Castro, 86, remains in charge of the Communist Party and heads a commission tasked with writing a draft proposal to reform Cuba’s Constitution, which dates to 1976 during the Cold War, the Miami Herald reported.

The proposed reforms also would recognize private property and foreign investment, but the Communist Party would remain as the sole controlling component of the country’s economic, political, and social affairs.

Pro-government website CubaDebate announced on Sunday that the Cuban Parliament had unanimously approved the draft proposals, which will now head to a public referendum on Aug. 13.

If approved, the reforms would define marriage as “the consensual union between two people, regardless of gender,” the Herald reported, citing CubaDebate.

“We can be certain that following a public referendum, we will have a proposal [for constitutional reform] that helps unify the nation,” President Miguel Díaz-Canel said.

According to the Herald, LGBTQ groups and Raúl Castro’s daughter, Mariela, were instrumental in lobbying for the recognition of same-sex marriages to be included in the reforms.


Also proposed are two-term limits, of five years each, for Cuba’s president. If adopted, a new constitution would require presidents to be 60 or younger at the start of their terms. However, citizens still wouldn’t be allowed to directly elect their presidents, who would be selected by the country’s parliament, called the National Assembly.

The Herald noted that the “Assembly, if the draft is approved as is, also would have the power to interpret the constitution — a role held by the highest courts in most other countries.”

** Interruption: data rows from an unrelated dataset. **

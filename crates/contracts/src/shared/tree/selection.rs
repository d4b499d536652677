use super::{CategoryTree, NodeId};
use std::collections::BTreeSet;

/// Currently checked nodes. Ordered so that query strings and summaries
/// built from it are stable.
pub type SelectionSet = BTreeSet<NodeId>;

pub fn is_selected(id: NodeId, selection: &SelectionSet) -> bool {
    selection.contains(&id)
}

impl CategoryTree {
    /// The only selection transition the UI uses.
    ///
    /// Selecting a node also selects its whole path to the root; deselecting
    /// a node drops its subtree. A selected parent never forces its children
    /// in, so partial selection under a parent stays possible.
    ///
    /// Two toggles of the same node are not an identity: ancestors added by
    /// the first toggle (or descendants removed by it) stay that way.
    pub fn toggle(&self, id: NodeId, current: &SelectionSet) -> SelectionSet {
        let mut next = current.clone();
        if next.contains(&id) {
            next.remove(&id);
            for child in self.descendants_of(id) {
                next.remove(&child);
            }
        } else {
            next.insert(id);
            next.extend(self.ancestors_of(id));
        }
        next
    }

    /// Checks every id not yet selected, one toggle at a time.
    pub fn select_many(&self, ids: &[NodeId], current: &SelectionSet) -> SelectionSet {
        ids.iter().fold(current.clone(), |acc, id| {
            if is_selected(*id, &acc) {
                acc
            } else {
                self.toggle(*id, &acc)
            }
        })
    }

    /// Selected ids that are not present in the tree (stale after a reload).
    pub fn unknown_selected(&self, selection: &SelectionSet) -> Vec<NodeId> {
        selection
            .iter()
            .filter(|id| self.node(**id).is_none() && self.parent_of(**id).is_none())
            .copied()
            .collect()
    }
}

#[cfg(test)]
mod tests {
    use super::super::fixtures::*;
    use super::*;

    fn set(ids: &[i64]) -> SelectionSet {
        ids.iter().map(|v| id(*v)).collect()
    }

    #[test]
    fn test_select_leaf_selects_path() {
        let tree = chain();
        assert_eq!(tree.toggle(id(3), &SelectionSet::new()), set(&[1, 2, 3]));
    }

    #[test]
    fn test_deselect_middle_drops_subtree_keeps_ancestor() {
        let tree = chain();
        assert_eq!(tree.toggle(id(2), &set(&[1, 2, 3])), set(&[1]));
    }

    #[test]
    fn test_selecting_parent_does_not_pull_children() {
        let tree = catalog();
        let next = tree.toggle(id(11), &SelectionSet::new());
        assert_eq!(next, set(&[10, 11]));
        assert!(!is_selected(id(13), &next));
    }

    #[test]
    fn test_double_toggle_is_not_identity() {
        let tree = chain();
        let start = SelectionSet::new();
        let once = tree.toggle(id(3), &start);
        let twice = tree.toggle(id(3), &once);
        assert_eq!(twice, set(&[1, 2]));
        assert_ne!(twice, start);

        let full = set(&[1, 2, 3]);
        let back = tree.toggle(id(2), &tree.toggle(id(2), &full));
        assert_eq!(back, set(&[1, 2]));
    }

    #[test]
    fn test_select_many_keeps_existing() {
        let tree = catalog();
        let next = tree.select_many(&[id(13), id(21)], &set(&[12]));
        assert_eq!(next, set(&[10, 11, 12, 13, 20, 21]));
    }

    #[test]
    fn test_unknown_selected() {
        let tree = catalog();
        assert_eq!(tree.unknown_selected(&set(&[10, 500])), vec![id(500)]);
    }
}
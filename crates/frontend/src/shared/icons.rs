use leptos::prelude::*;

/// Inner SVG markup (24x24 viewBox, stroke icons) by icon name.
fn icon_markup(name: &str) -> &'static str {
    match name {
        "products" => r#"<path d="M21 16V8a2 2 0 0 0-1-1.73l-7-4a2 2 0 0 0-2 0l-7 4A2 2 0 0 0 3 8v8a2 2 0 0 0 1 1.73l7 4a2 2 0 0 0 2 0l7-4A2 2 0 0 0 21 16z"/><path d="M3.27 6.96 12 12l8.73-5.04"/><path d="M12 22V12"/>"#,
        "users" => r#"<path d="M17 21v-2a4 4 0 0 0-4-4H7a4 4 0 0 0-4 4v2"/><circle cx="9" cy="7" r="4"/><path d="M23 21v-2a4 4 0 0 0-3-3.87"/><path d="M16 3.13a4 4 0 0 1 0 7.75"/>"#,
        "folder" => r#"<path d="M22 19a2 2 0 0 1-2 2H4a2 2 0 0 1-2-2V5a2 2 0 0 1 2-2h5l2 3h9a2 2 0 0 1 2 2z"/>"#,
        "chevron-left" => r#"<polyline points="15 18 9 12 15 6"/>"#,
        "chevron-right" => r#"<polyline points="9 18 15 12 9 6"/>"#,
        "chevron-down" => r#"<polyline points="6 9 12 15 18 9"/>"#,
        "chevrons-left" => r#"<polyline points="11 17 6 12 11 7"/><polyline points="18 17 13 12 18 7"/>"#,
        "chevrons-right" => r#"<polyline points="13 17 18 12 13 7"/><polyline points="6 17 11 12 6 7"/>"#,
        "x" => r#"<line x1="18" y1="6" x2="6" y2="18"/><line x1="6" y1="6" x2="18" y2="18"/>"#,
        "refresh" => r#"<polyline points="23 4 23 10 17 10"/><path d="M20.49 15a9 9 0 1 1-2.12-9.36L23 10"/>"#,
        "logout" => r#"<path d="M9 21H5a2 2 0 0 1-2-2V5a2 2 0 0 1 2-2h4"/><polyline points="16 17 21 12 16 7"/><line x1="21" y1="12" x2="9" y2="12"/>"#,
        _ => r#"<circle cx="12" cy="12" r="10"/><path d="M12 8v4l3 3"/>"#,
    }
}

fn icon_size(name: &str) -> u32 {
    if name.starts_with("chevron") || name == "x" {
        16
    } else {
        20
    }
}

pub fn icon(name: &str) -> AnyView {
    let size = icon_size(name);
    view! {
        <svg
            width=size
            height=size
            viewBox="0 0 24 24"
            fill="none"
            stroke="currentColor"
            stroke-width="2"
            stroke-linecap="round"
            stroke-linejoin="round"
            aria-hidden="true"
            inner_html=icon_markup(name)
        ></svg>
    }
    .into_any()
}

#[cfg(test)]
mod tests {
    use super::*;

    #[test]
    fn test_unknown_icon_falls_back() {
        assert_eq!(icon_markup("nope"), icon_markup("another-nope"));
        assert_ne!(icon_markup("x"), icon_markup("nope"));
        assert_eq!(icon_size("chevrons-left"), 16);
        assert_eq!(icon_size("users"), 20);
    }
}
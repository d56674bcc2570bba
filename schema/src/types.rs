use serde::{Deserialize, Serialize};

use crate::UOFFSET_SIZE;

/// The scalar kinds a field can carry on the wire.
#[derive(Debug, Clone, Copy, PartialEq, Eq, Hash, Serialize, Deserialize)]
#[serde(rename_all = "lowercase")]
pub enum ScalarKind {
    /// Discriminant of a union field.
    UType,
    Bool,
    Char,
    UChar,
    Short,
    UShort,
    Int,
    UInt,
    Long,
    ULong,
    Float,
    Double,
}

impl ScalarKind {
    /// Size of the scalar in bytes. Scalars are naturally aligned, so this is
    /// also their alignment.
    pub fn size_of(self) -> usize {
        match self {
            ScalarKind::UType
            | ScalarKind::Bool
            | ScalarKind::Char
            | ScalarKind::UChar => 1,
            ScalarKind::Short | ScalarKind::UShort => 2,
            ScalarKind::Int | ScalarKind::UInt | ScalarKind::Float => 4,
            ScalarKind::Long | ScalarKind::ULong | ScalarKind::Double => 8,
        }
    }

    /// The fixed-width C type used to store this scalar.
    pub fn c_type_name(self) -> &'static str {
        match self {
            ScalarKind::UType => "uint8_t",
            ScalarKind::Bool => "uint8_t",
            ScalarKind::Char => "int8_t",
            ScalarKind::UChar => "uint8_t",
            ScalarKind::Short => "int16_t",
            ScalarKind::UShort => "uint16_t",
            ScalarKind::Int => "int32_t",
            ScalarKind::UInt => "uint32_t",
            ScalarKind::Long => "int64_t",
            ScalarKind::ULong => "uint64_t",
            ScalarKind::Float => "float",
            ScalarKind::Double => "double",
        }
    }
}

/// Index of a struct or table inside [`Schema::structs`](crate::Schema::structs).
#[derive(Debug, Clone, Copy, PartialEq, Eq, Hash, PartialOrd, Ord, Serialize, Deserialize)]
#[serde(transparent)]
pub struct StructId(pub usize);

/// The type of a field.
///
/// Whether a [`Type::StructRef`] names a fixed struct or a table is decided by
/// the referenced definition, not by the reference itself.
#[derive(Debug, Clone, PartialEq, Eq, Serialize, Deserialize)]
#[serde(rename_all = "snake_case")]
pub enum Type {
    Scalar(ScalarKind),
    String,
    Vector(Box<Type>),
    StructRef(StructId),
    Union,
}

impl Type {
    pub fn is_scalar(&self) -> bool {
        matches!(self, Type::Scalar(_))
    }

    /// Element type of a vector, `None` for anything else.
    pub fn element(&self) -> Option<&Type> {
        match self {
            Type::Vector(elem) => Some(elem),
            _ => None,
        }
    }

    /// Number of bytes a value of this type occupies when stored directly in
    /// a table slot. Everything that is not a scalar or a fixed struct is
    /// stored as a single `uoffset_t`. Fixed struct sizes come from the
    /// schema, so the caller supplies `struct_size` for `StructRef`s that
    /// point at fixed structs.
    pub fn inline_size(&self, struct_size: impl Fn(StructId) -> Option<usize>) -> usize {
        match self {
            Type::Scalar(kind) => kind.size_of(),
            Type::StructRef(id) => struct_size(*id).unwrap_or(UOFFSET_SIZE),
            Type::String | Type::Vector(_) | Type::Union => UOFFSET_SIZE,
        }
    }
}
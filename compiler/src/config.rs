//! Configuration for C++ emission.

/// How fields of equal size are ordered when a table asks for size-sorted
/// construction.
#[derive(Clone, Copy, Debug, Default, PartialEq, Eq)]
pub enum SizeTieBreak {
    /// Equal-sized fields keep their declaration order.
    #[default]
    DeclarationOrder,
    /// Equal-sized fields are visited last-declared first.
    ReverseDeclarationOrder,
}

/// Configuration for C++ emission.
#[derive(Clone, Debug)]
pub struct Config {
    /// Enums at or above this sparseness get no name table
    pub(crate) max_sparseness: i128,
    /// Ordering of equal-sized fields in size-sorted constructors
    pub(crate) size_tie_break: SizeTieBreak,
    /// Header providing the runtime API
    pub(crate) runtime_include: String,
    /// C++ namespace of the runtime API, aliased as `fb`
    pub(crate) runtime_namespace: String,
    /// Appended to the output name to form the header file name
    pub(crate) file_suffix: String,
}

impl Default for Config {
    fn default() -> Self {
        Self {
            max_sparseness: 5,
            size_tie_break: SizeTieBreak::default(),
            runtime_include: "flatbuffers/flatbuffers.h".to_string(),
            runtime_namespace: "flatbuffers".to_string(),
            file_suffix: ".fb.h".to_string(),
        }
    }
}

impl Config {
    /// Create a new Config with default values.
    pub fn new() -> Self {
        Self::default()
    }

    /// Set the sparseness at which enum name tables are dropped.
    pub fn max_sparseness(mut self, value: i128) -> Self {
        self.max_sparseness = value;
        self
    }

    /// Set the ordering of equal-sized fields in size-sorted constructors.
    pub fn size_tie_break(mut self, value: SizeTieBreak) -> Self {
        self.size_tie_break = value;
        self
    }

    /// Set the header included for the runtime API.
    pub fn runtime_include(mut self, value: impl Into<String>) -> Self {
        self.runtime_include = value.into();
        self
    }

    /// Set the C++ namespace of the runtime API.
    pub fn runtime_namespace(mut self, value: impl Into<String>) -> Self {
        self.runtime_namespace = value.into();
        self
    }

    /// Set the suffix appended to generated header names.
    pub fn file_suffix(mut self, value: impl Into<String>) -> Self {
        self.file_suffix = value.into();
        self
    }

    /// Header file name for `name`, with the configured suffix.
    pub fn file_name(&self, name: &str) -> String {
        format!("{}{}", name, self.file_suffix)
    }
}
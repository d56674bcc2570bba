use brine_flat_schema::{FieldDef, Schema, StructDef};

use crate::{
    gen_cpp::type_map::gen_type_get,
    utils::{gen_comment, join_lines},
};

/// Names and C types of the padding members that follow `field`, one per
/// set bit of its mask, lowest bit first. `next_id` numbers them across the
/// whole struct.
fn padding_members(field: &FieldDef, next_id: &mut usize) -> Vec<(String, String)> {
    let mut members = Vec::new();
    for bit in 0..4 {
        if field.padding & (1 << bit) != 0 {
            let bits = (1usize << bit) * 8;
            members.push((format!("int{}_t", bits), format!("__padding{}", next_id)));
            *next_id += 1;
        }
    }
    members
}

/// Generates an in-place struct with private little-endian storage, a
/// constructor taking every field, and one accessor per field.
///
/// The layout must already have passed
/// [verify_struct_layout](crate::layout::verify_struct_layout).
pub fn gen_struct(struct_def: &StructDef, schema: &Schema) -> String {
    let mut lines = gen_comment(&struct_def.doc_comment, "");
    lines.push(format!(
        "MANUALLY_ALIGNED_STRUCT({}) {} {{",
        struct_def.minalign, struct_def.name
    ));

    // Storage is private: it holds little-endian data on every platform.
    lines.push(" private:".to_string());
    let mut padding_id = 0;
    let mut initializers = Vec::new();
    for field in &struct_def.fields {
        lines.push(format!(
            "  {}{}_;",
            gen_type_get(&field.type_, schema, " ", "", " "),
            field.name
        ));
        if field.type_.is_scalar() {
            initializers.push(format!("{}_(fb::EndianScalar({}))", field.name, field.name));
        } else {
            initializers.push(format!("{}_({})", field.name, field.name));
        }
        for (c_type, member) in padding_members(field, &mut padding_id) {
            lines.push(format!("  {} {};", c_type, member));
            initializers.push(format!("{}(0)", member));
        }
    }
    lines.push("".to_string());

    let params: Vec<String> = struct_def
        .fields
        .iter()
        .map(|field| {
            format!(
                "{}{}",
                gen_type_get(&field.type_, schema, " ", "const ", " &"),
                field.name
            )
        })
        .collect();

    lines.push(" public:".to_string());
    lines.push(format!("  {}({})", struct_def.name, params.join(", ")));
    if !initializers.is_empty() {
        lines.push(format!("    : {} {{", initializers.join(", ")));
    } else {
        lines.push("  {".to_string());
    }
    lines.push("  }".to_string());

    for field in &struct_def.fields {
        lines.push("".to_string());
        lines.extend(gen_comment(&field.doc_comment, "  "));
        let value = if field.type_.is_scalar() {
            format!("fb::EndianScalar({}_)", field.name)
        } else {
            format!("{}_", field.name)
        };
        lines.push(format!(
            "  {}{}() const {{ return {}; }}",
            gen_type_get(&field.type_, schema, " ", "const ", " &"),
            field.name,
            value
        ));
    }

    lines.push("};".to_string());
    lines.push(format!(
        "STRUCT_END({}, {});",
        struct_def.name, struct_def.bytesize
    ));
    lines.push("".to_string());

    join_lines(lines)
}
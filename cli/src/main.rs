use clap::{Parser, Subcommand};
use std::fs;
use std::path::PathBuf;

use brine_flat_compiler::{
    decode_resolved_schema, generate_cpp, verify_schema_layouts, wrap_header, write_cpp_header,
    Config, FlatError, SizeTieBreak,
};

#[derive(Parser)]
#[command(name = "brine-flat-cli")]
#[command(about = "Generate C++ accessors and builders from resolved brine-flat schemas", long_about = None)]
struct Cli {
    #[command(subcommand)]
    command: Commands,
}

#[derive(Subcommand)]
enum Commands {
    /// Generate a C++ header from a resolved schema (`.json`)
    GenCpp {
        /// Input resolved schema file
        #[arg(short, long)]
        input: PathBuf,

        /// Directory to write the header into (if omitted, prints to stdout)
        #[arg(short, long)]
        out_dir: Option<PathBuf>,

        /// Header base name (defaults to the input file stem)
        #[arg(short, long)]
        name: Option<String>,

        /// Enums at or above this sparseness get no name table
        #[arg(long, default_value_t = 5)]
        max_sparseness: i64,

        /// Order equal-sized fields last-declared first in size-sorted tables
        #[arg(long)]
        reverse_ties: bool,

        /// Suffix appended to the header name
        #[arg(long, default_value = ".fb.h")]
        suffix: String,
    },

    /// Verify the byte layout of every fixed struct `gen-cpp` would emit
    Check {
        /// Input resolved schema file
        #[arg(short, long)]
        input: PathBuf,
    },
}

fn main() -> Result<(), FlatError> {
    tracing_subscriber::fmt::init();

    let cli = Cli::parse();

    match &cli.command {
        Commands::GenCpp { input, out_dir, name, max_sparseness, reverse_ties, suffix } => {
            let text = fs::read_to_string(input).map_err(FlatError::Io)?;
            let schema = decode_resolved_schema(&text)?;

            let tie_break = if *reverse_ties {
                SizeTieBreak::ReverseDeclarationOrder
            } else {
                SizeTieBreak::DeclarationOrder
            };
            let config = Config::new()
                .max_sparseness(i128::from(*max_sparseness))
                .size_tie_break(tie_break)
                .file_suffix(suffix.clone());

            // Default the header name to the input stem
            let file_name = match name {
                Some(n) => n.clone(),
                None => input
                    .file_stem()
                    .map(|s| s.to_string_lossy().into_owned())
                    .unwrap_or_else(|| "schema".to_string()),
            };

            if let Some(dir) = out_dir {
                let out_path = write_cpp_header(&schema, &config, dir, &file_name)?;
                println!("Generated {} → {}", input.display(), out_path.display());
            } else {
                let code = generate_cpp(&schema, &config)?;
                println!("{}", wrap_header(&code, &file_name));
            }
            Ok(())
        }

        Commands::Check { input } => {
            let text = fs::read_to_string(input).map_err(FlatError::Io)?;
            let schema = decode_resolved_schema(&text)?;
            verify_schema_layouts(&schema)?;
            let checked = schema.structs.iter().filter(|d| d.fixed && !d.generated).count();
            println!("{}: {} fixed struct(s) verified", input.display(), checked);
            Ok(())
        }
    }
}
use lazy_static::lazy_static;
use regex::Regex;

lazy_static! {
    static ref NON_IDENTIFIER: Regex = Regex::new(r"[^A-Za-z0-9_]").unwrap();
}

/// Quotes `text` as a double-quoted string literal. Identifiers never need
/// escaping, but quotes and backslashes are escaped all the same.
pub fn quote(text: &str) -> String {
    serde_json::to_string(text).unwrap_or_else(|_| format!("\"{}\"", text))
}

/// Renders a doc comment as `///` lines, one per source line, each preceded
/// by `prefix`. An empty comment renders nothing.
pub fn gen_comment(doc: &str, prefix: &str) -> Vec<String> {
    doc.lines()
        .map(|line| format!("{}///{}", prefix, line))
        .collect()
}

/// Include guard token for a header named `file_name`.
pub fn include_guard(file_name: &str) -> String {
    let sanitized = NON_IDENTIFIER.replace_all(file_name, "_");
    format!("__{}_FLATBUFFERS_H__", sanitized.to_uppercase())
}

/// Joins emitted lines into a block that ends with a newline.
pub fn join_lines(lines: Vec<String>) -> String {
    let mut code = lines.join("\n");
    code.push('\n');
    code
}
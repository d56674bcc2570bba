use std::cmp::Reverse;

use brine_flat_schema::{FieldDef, Schema, StructDef, VOFFSET_SIZE};

use crate::{
    config::{Config, SizeTieBreak},
    gen_cpp::type_map::{gen_type_get, gen_type_wire},
    utils::{gen_comment, join_lines},
};

/// Byte offset of a field's entry in its table's vtable. The first two
/// entries hold the vtable size and the object size.
pub fn field_voffset(slot: u16) -> usize {
    (slot as usize + 2) * VOFFSET_SIZE
}

/// Fields of `struct_def` in the order the convenience constructor adds them.
///
/// Deprecated fields are skipped. With `sortbysize` the largest fields come
/// first so the builder inserts less alignment padding; equal-sized fields
/// are ordered by `config`'s tie-break. Slots are unaffected either way.
pub fn construction_order<'a>(
    struct_def: &'a StructDef,
    schema: &Schema,
    config: &Config,
) -> Vec<&'a FieldDef> {
    let mut fields: Vec<&FieldDef> = struct_def.fields.iter().filter(|f| !f.deprecated).collect();
    if struct_def.sortbysize {
        if config.size_tie_break == SizeTieBreak::ReverseDeclarationOrder {
            fields.reverse();
        }
        fields.sort_by_key(|field| Reverse(schema.inline_size(&field.type_)));
    }
    fields
}

/// Generates the accessor struct, the builder and the `Create` function for
/// a table.
pub fn gen_table(struct_def: &StructDef, schema: &Schema, config: &Config) -> String {
    let mut lines = gen_table_accessor(struct_def, schema);
    lines.extend(gen_table_builder(struct_def, schema));
    lines.extend(gen_table_create(struct_def, schema, config));
    join_lines(lines)
}

/// Read accessors of the form
/// `type name() const { return GetField<type>(voffset, default); }`.
fn gen_table_accessor(struct_def: &StructDef, schema: &Schema) -> Vec<String> {
    let mut lines = gen_comment(&struct_def.doc_comment, "");
    lines.push(format!("struct {} : private fb_table {{", struct_def.name));
    for field in struct_def.fields.iter().filter(|f| !f.deprecated) {
        lines.extend(gen_comment(&field.doc_comment, "  "));
        let return_type = gen_type_get(&field.type_, schema, " ", "const ", " *");
        let value_type = gen_type_get(&field.type_, schema, "", "const ", " *");
        let voffset = field_voffset(field.offset);
        let read = if field.type_.is_scalar() {
            format!("GetField<{}>({}, {})", value_type, voffset, field.default_literal())
        } else if schema.is_fixed_struct(&field.type_) {
            format!("GetStruct<{}>({})", value_type, voffset)
        } else {
            format!("GetPointer<{}>({})", value_type, voffset)
        };
        lines.push(format!(
            "  {}{}() const {{ return {}; }}",
            return_type, field.name, read
        ));
    }
    lines.push("};".to_string());
    lines.push("".to_string());
    lines
}

/// Builder with `add_<field>` methods and a `Finish` that closes the table.
fn gen_table_builder(struct_def: &StructDef, schema: &Schema) -> Vec<String> {
    let name = &struct_def.name;
    let mut lines = vec![
        format!("struct {}Builder {{", name),
        "  fb_builder &fbb_;".to_string(),
        "  fb::uoffset_t start_;".to_string(),
    ];
    for field in struct_def.fields.iter().filter(|f| !f.deprecated) {
        let voffset = field_voffset(field.offset);
        let add = if field.type_.is_scalar() {
            format!(
                "AddElement<{}>({}, {}, {})",
                gen_type_wire(&field.type_, schema, ""),
                voffset,
                field.name,
                field.default_literal()
            )
        } else if schema.is_fixed_struct(&field.type_) {
            format!("AddStruct({}, {})", voffset, field.name)
        } else {
            format!("AddOffset({}, {})", voffset, field.name)
        };
        lines.push(format!(
            "  void add_{}({}{}) {{ fbb_.{}; }}",
            field.name,
            gen_type_wire(&field.type_, schema, " "),
            field.name,
            add
        ));
    }
    lines.push(format!(
        "  {}Builder(fb_builder &_fbb) : fbb_(_fbb) {{ start_ = fbb_.StartTable(); }}",
        name
    ));
    // The slot count includes deprecated fields so the vtable keeps its size.
    lines.push(format!(
        "  fb_offset<{}> Finish() {{ return fb_offset<{}>(fbb_.EndTable(start_, {})); }}",
        name,
        name,
        struct_def.fields.len()
    ));
    lines.push("};".to_string());
    lines.push("".to_string());
    lines
}

/// `Create<Table>` building the whole table in one call.
fn gen_table_create(struct_def: &StructDef, schema: &Schema, config: &Config) -> Vec<String> {
    let name = &struct_def.name;
    let mut params = vec!["fb_builder &_fbb".to_string()];
    params.extend(
        struct_def
            .fields
            .iter()
            .filter(|f| !f.deprecated)
            .map(|field| format!("{}{}", gen_type_wire(&field.type_, schema, " "), field.name)),
    );

    let mut lines = vec![
        format!(
            "inline fb_offset<{}> Create{}({}) {{",
            name,
            name,
            params.join(",\n    ")
        ),
        format!("  {}Builder builder_(_fbb);", name),
    ];
    for field in construction_order(struct_def, schema, config) {
        lines.push(format!("  builder_.add_{}({});", field.name, field.name));
    }
    lines.push("  return builder_.Finish();".to_string());
    lines.push("}".to_string());
    lines.push("".to_string());
    lines
}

Also over the weekend, Cuban lawmakers approved the members of Díaz-Canel’s Cabinet, which mostly is composed of ministers from Raúl Castro’s government, the Associated Press reported. But gone will be Economic Reforms Minister Marino Murillo, who helped guide Raúl Castro’s limited economic opening on the island over the past decade.

The proposed reforms would transform Cuba’s political structure, creating the position of prime minister in addition to the president. Some observers expect the reforms would limit the president’s power under future governments.